Find the word "HashMap" in the data, then copy each line where it is found.

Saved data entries
......
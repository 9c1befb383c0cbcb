//! TTL-based method result memoization, keyed on method name + normalized
//! params.

use std::collections::HashMap;
use std::sync::Mutex;
use std::time::{Duration, Instant};

use serde_json::Value;

pub struct ResultCache {
    entries: Mutex<HashMap<String, (Instant, Value)>>,
}

impl ResultCache {
    pub fn new() -> Self {
        ResultCache {
            entries: Mutex::new(HashMap::new()),
        }
    }

    pub fn get(&self, key: &str) -> Option<Value> {
        let mut entries = self.entries.lock().expect("cache mutex poisoned");
        match entries.get(key) {
            Some((expires_at, value)) if *expires_at > Instant::now() => Some(value.clone()),
            Some(_) => {
                entries.remove(key);
                None
            }
            None => None,
        }
    }

    pub fn put(&self, key: String, value: Value, ttl: Duration) {
        let mut entries = self.entries.lock().expect("cache mutex poisoned");
        entries.insert(key, (Instant::now() + ttl, value));
    }
}

impl Default for ResultCache {
    fn default() -> Self {
        Self::new()
    }
}

/// Builds a stable cache key from a method name and its params, independent
/// of object key order.
pub fn cache_key(method: &str, params: &Value) -> String {
    format!("{method}:{}", canonical_json(params))
}

fn canonical_json(value: &Value) -> String {
    match value {
        Value::Object(map) => {
            let mut keys: Vec<&String> = map.keys().collect();
            keys.sort();
            let parts: Vec<String> = keys
                .into_iter()
                .map(|k| format!("{}:{}", serde_json::to_string(k).unwrap(), canonical_json(&map[k])))
                .collect();
            format!("{{{}}}", parts.join(","))
        }
        Value::Array(items) => {
            let parts: Vec<String> = items.iter().map(canonical_json).collect();
            format!("[{}]", parts.join(","))
        }
        other => other.to_string(),
    }
}

#[cfg(test)]
mod tests {
    use super::*;
    use serde_json::json;

    #[test]
    fn key_order_does_not_affect_cache_key() {
        let a = cache_key("ping", &json!({"x": 1, "y": 2}));
        let b = cache_key("ping", &json!({"y": 2, "x": 1}));
        assert_eq!(a, b);
    }

    #[test]
    fn expired_entries_are_not_returned() {
        let cache = ResultCache::new();
        cache.put("k".into(), json!(1), Duration::from_millis(10));
        assert_eq!(cache.get("k"), Some(json!(1)));
        std::thread::sleep(Duration::from_millis(20));
        assert_eq!(cache.get("k"), None);
    }
}
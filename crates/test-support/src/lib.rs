//! Mock WebSocket client and server for integration testing of the
//! real-time transport without spinning up the full HTTP stack.

pub mod mock_ws_client;
pub mod mock_ws_server;

pub use mock_ws_client::MockWsClient;
pub use mock_ws_server::MockWsServer;
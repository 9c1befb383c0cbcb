//! Pluggable cluster fan-out. `realtime-core` only knows the trait; a
//! concrete bus (e.g. Redis pub/sub) lives with the transport that wires it
//! up, since instance-id tagging and own-echo suppression are bus-specific.

use async_trait::async_trait;
use serde_json::Value;

#[async_trait]
pub trait ClusterBus: Send + Sync {
    async fn publish(&self, channel: &str, event: &str, params: Option<Value>);
}
//! End-to-end tests against a real in-process server: WebSocket transport,
//! echo-style calls, and the protected-method auth flow.

use realtime_server::auth::{auth_fn, seeded_store};
use realtime_server::config::ServerConfig;
use realtime_server::AppState;
use serde_json::json;
use test_support::MockWsClient;
use wire_protocol::{Frame, RequestId};

async fn spawn_server() -> (std::net::SocketAddr, realtime_server::AppState) {
    let state = AppState::new(&ServerConfig::default()).await;
    let listener = tokio::net::TcpListener::bind("127.0.0.1:0").await.unwrap();
    let addr = listener.local_addr().unwrap();
    let router = realtime_server::build_router(state.clone());
    tokio::spawn(async move {
        axum::serve(listener, router.into_make_service_with_connect_info::<std::net::SocketAddr>())
            .await
            .unwrap();
    });
    (addr, state)
}

#[tokio::test]
async fn keep_alive_is_answered_without_full_dispatch() {
    let (addr, _state) = spawn_server().await;
    let url = format!("ws://{}/helene-ws", addr);
    let mut client = MockWsClient::connect(&url, "11111111-1111-1111-1111-111111111111")
        .await
        .unwrap();

    let id = RequestId::new();
    client
        .send_frame(&Frame::Method {
            id,
            method: "keep:alive".into(),
            params: None,
            void: None,
        })
        .await
        .unwrap();

    match client.recv_frame().await.unwrap() {
        Frame::Result { id: got, result, .. } => {
            assert_eq!(got, id);
            assert_eq!(result, json!(true));
        }
        other => panic!("expected Result, got {:?}", other),
    }
}

#[tokio::test]
async fn list_methods_reports_builtins() {
    let (addr, _state) = spawn_server().await;
    let url = format!("ws://{}/helene-ws", addr);
    let mut client = MockWsClient::connect(&url, "22222222-2222-2222-2222-222222222222")
        .await
        .unwrap();

    let id = RequestId::new();
    client
        .send_frame(&Frame::Method {
            id,
            method: "list:methods".into(),
            params: None,
            void: None,
        })
        .await
        .unwrap();

    match client.recv_frame().await.unwrap() {
        Frame::Result { result, .. } => {
            let names: Vec<String> = result
                .as_array()
                .unwrap()
                .iter()
                .map(|m| m["name"].as_str().unwrap().to_owned())
                .collect();
            assert!(names.contains(&"rpc:on".to_owned()));
            assert!(names.contains(&"rpc:off".to_owned()));
        }
        other => panic!("expected Result, got {:?}", other),
    }
}

#[tokio::test]
async fn protected_method_round_trips_through_rpc_init() {
    let (addr, state) = spawn_server().await;
    let store = seeded_store("a-valid-token", "user-1").await;
    state.dispatcher.set_auth(auth_fn(store)).await;
    state
        .dispatcher
        .add_method(
            "whoami",
            std::sync::Arc::new(|ctx, _params| {
                Box::pin(async move { Ok(ctx.session_context["user"]["id"].clone()) })
            }),
            realtime_core::MethodOptions {
                protected: true,
                ..Default::default()
            },
        )
        .await;

    let url = format!("ws://{}/helene-ws", addr);
    let mut client = MockWsClient::connect(&url, "33333333-3333-3333-3333-333333333333")
        .await
        .unwrap();

    let denied_id = RequestId::new();
    client
        .send_frame(&Frame::Method {
            id: denied_id,
            method: "whoami".into(),
            params: None,
            void: None,
        })
        .await
        .unwrap();
    match client.recv_frame().await.unwrap() {
        Frame::Error { id: Some(got), message, .. } => {
            assert_eq!(got, denied_id);
            assert_eq!(message, "Method Forbidden");
        }
        other => panic!("expected Error, got {:?}", other),
    }

    let login_id = RequestId::new();
    client
        .send_frame(&Frame::Method {
            id: login_id,
            method: "rpc:init".into(),
            params: Some(json!({"token": "a-valid-token"})),
            void: None,
        })
        .await
        .unwrap();
    match client.recv_frame().await.unwrap() {
        Frame::Result { id: got, .. } => assert_eq!(got, login_id),
        other => panic!("expected Result, got {:?}", other),
    }

    let allowed_id = RequestId::new();
    client
        .send_frame(&Frame::Method {
            id: allowed_id,
            method: "whoami".into(),
            params: None,
            void: None,
        })
        .await
        .unwrap();
    match client.recv_frame().await.unwrap() {
        Frame::Result { id: got, result, .. } => {
            assert_eq!(got, allowed_id);
            assert_eq!(result, json!("user-1"));
        }
        other => panic!("expected Result, got {:?}", other),
    }
}
//! End-to-end test of the HTTP POST + SSE pairing: a subscription made over
//! POST (carrying `x-client-id`) must deliver its events over that client's
//! SSE stream rather than the POST response.

use realtime_core::EventOptions;
use realtime_server::config::ServerConfig;
use realtime_server::AppState;
use serde_json::json;
use std::time::Duration;

async fn spawn_server() -> (String, AppState) {
    let state = AppState::new(&ServerConfig::default()).await;
    let listener = tokio::net::TcpListener::bind("127.0.0.1:0").await.unwrap();
    let addr = listener.local_addr().unwrap();
    let router = realtime_server::build_router(state.clone());
    tokio::spawn(async move {
        axum::serve(listener, router.into_make_service_with_connect_info::<std::net::SocketAddr>())
            .await
            .unwrap();
    });
    (format!("http://{}", addr), state)
}

#[tokio::test]
async fn subscription_over_post_delivers_event_over_sse() {
    let (base, state) = spawn_server().await;
    state.dispatcher.add_event("tick", EventOptions::default()).await;

    let client_id = "44444444-4444-4444-4444-444444444444";
    let http = reqwest::Client::new();

    let mut sse_resp = http
        .get(format!("{base}/__h"))
        .header("x-client-id", client_id)
        .send()
        .await
        .unwrap();
    assert!(sse_resp.status().is_success());

    // give the SSE handler a moment to register the session before the POST
    // looks it up by x-client-id.
    tokio::time::sleep(Duration::from_millis(50)).await;

    let post_resp = http
        .post(format!("{base}/__h"))
        .header("x-client-id", client_id)
        .json(&json!({
            "context": {},
            "payload": {
                "type": "METHOD",
                "id": "55555555555555555555555555555555",
                "method": "rpc:on",
                "params": {"events": ["tick"], "channel": "room-1"}
            }
        }))
        .send()
        .await
        .unwrap();
    assert_eq!(post_resp.status(), reqwest::StatusCode::ACCEPTED);

    // The rpc:on call's own RESULT frame arrives over this same SSE stream
    // first, since it was dispatched against the persistent session.
    let subscribe_ack = tokio::time::timeout(Duration::from_secs(2), sse_resp.chunk())
        .await
        .expect("timed out waiting for rpc:on result")
        .unwrap()
        .expect("stream ended before the subscribe result");
    assert!(String::from_utf8(subscribe_ack.to_vec()).unwrap().contains("\"RESULT\""));

    state.dispatcher.emit("room-1", "tick", Some(json!({"n": 7}))).await;

    let chunk = tokio::time::timeout(Duration::from_secs(2), sse_resp.chunk())
        .await
        .expect("timed out waiting for SSE event")
        .unwrap()
        .expect("stream ended without an event");
    let text = String::from_utf8(chunk.to_vec()).unwrap();
    assert!(text.contains("\"EVENT\""), "expected an EVENT frame, got: {text}");
    assert!(text.contains("\"tick\""));
    assert!(text.contains("room-1"));
}
//! The SSE transport: `GET /__h` with `x-client-id`. Registers a session
//! with no inbound channel — all further calls from this client arrive as
//! HTTP POSTs carrying the same `x-client-id`.

use std::convert::Infallible;
use std::net::SocketAddr;
use std::sync::Arc;
use std::sync::atomic::{AtomicU64, Ordering};

use axum::extract::{ConnectInfo, State};
use axum::http::{HeaderMap, StatusCode};
use axum::response::sse::{Event, KeepAlive, Sse};
use axum::response::{IntoResponse, Response};
use futures_util::stream;
use realtime_core::{encode, Session};
use tokio::sync::mpsc;
use uuid::Uuid;

use crate::state::AppState;

/// A session is considered abandoned once its HTTP-POST activity has been
/// silent for this many multiples of the keep-alive interval.
const IDLE_MULTIPLE: u32 = 3;

enum StreamState {
    Active {
        rx: mpsc::UnboundedReceiver<realtime_core::Frame>,
        session: Arc<Session>,
        dispatcher: Arc<realtime_core::Dispatcher>,
        idle_window: std::time::Duration,
        next_id: Arc<AtomicU64>,
    },
    Done,
}

pub async fn handle(State(state): State<AppState>, ConnectInfo(remote): ConnectInfo<SocketAddr>, headers: HeaderMap) -> Response {
    let client_id = match headers.get("x-client-id").and_then(|v| v.to_str().ok()).and_then(|v| Uuid::parse_str(v).ok()) {
        Some(uuid) => uuid,
        None => return (StatusCode::BAD_REQUEST, "x-client-id header required").into_response(),
    };

    let (tx, rx) = mpsc::unbounded_channel();
    let session = state
        .dispatcher
        .register_session(client_id, |uuid| {
            Arc::new(Session::new(
                uuid,
                tx,
                state.dispatcher.config.rate_limit,
                Some(remote.to_string()),
                None,
            ))
        })
        .await;

    let idle_window = state.keep_alive_interval * IDLE_MULTIPLE;
    let next_id = Arc::new(AtomicU64::new(0));
    let initial = StreamState::Active {
        rx,
        session,
        dispatcher: state.dispatcher.clone(),
        idle_window,
        next_id,
    };

    let stream = stream::unfold(initial, next_sse_event);
    Sse::new(stream).keep_alive(KeepAlive::new().interval(state.keep_alive_interval).text("keepalive")).into_response()
}

async fn next_sse_event(state: StreamState) -> Option<(Result<Event, Infallible>, StreamState)> {
    let StreamState::Active {
        mut rx,
        session,
        dispatcher,
        idle_window,
        next_id,
    } = state
    else {
        return None;
    };

    loop {
        let remaining = idle_window.saturating_sub(session.idle_for());
        let wait = if remaining.is_zero() { std::time::Duration::from_millis(1) } else { remaining };
        match tokio::time::timeout(wait, rx.recv()).await {
            Ok(Some(frame)) => {
                let id = next_id.fetch_add(1, Ordering::Relaxed);
                let payload = String::from_utf8(encode(&frame)).expect("frame encodes to valid utf8");
                let event = Event::default().id(id.to_string()).data(payload);
                return Some((
                    Ok(event),
                    StreamState::Active {
                        rx,
                        session,
                        dispatcher,
                        idle_window,
                        next_id,
                    },
                ));
            }
            Ok(None) => return None,
            Err(_) => {
                if session.idle_for() >= idle_window {
                    dispatcher.remove_session(session.uuid).await;
                    let event = Event::default().event("close").data("Server-side termination");
                    return Some((Ok(event), StreamState::Done));
                }
                // last_seen may have been bumped by a concurrent POST; loop
                // and recompute the wait.
            }
        }
    }
}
......
WRITTEN RESPONSE:
use std::collections::HashMap;
    entries: Mutex<HashMap<String, (Instant, Value)>>,
            entries: Mutex::new(HashMap::new()),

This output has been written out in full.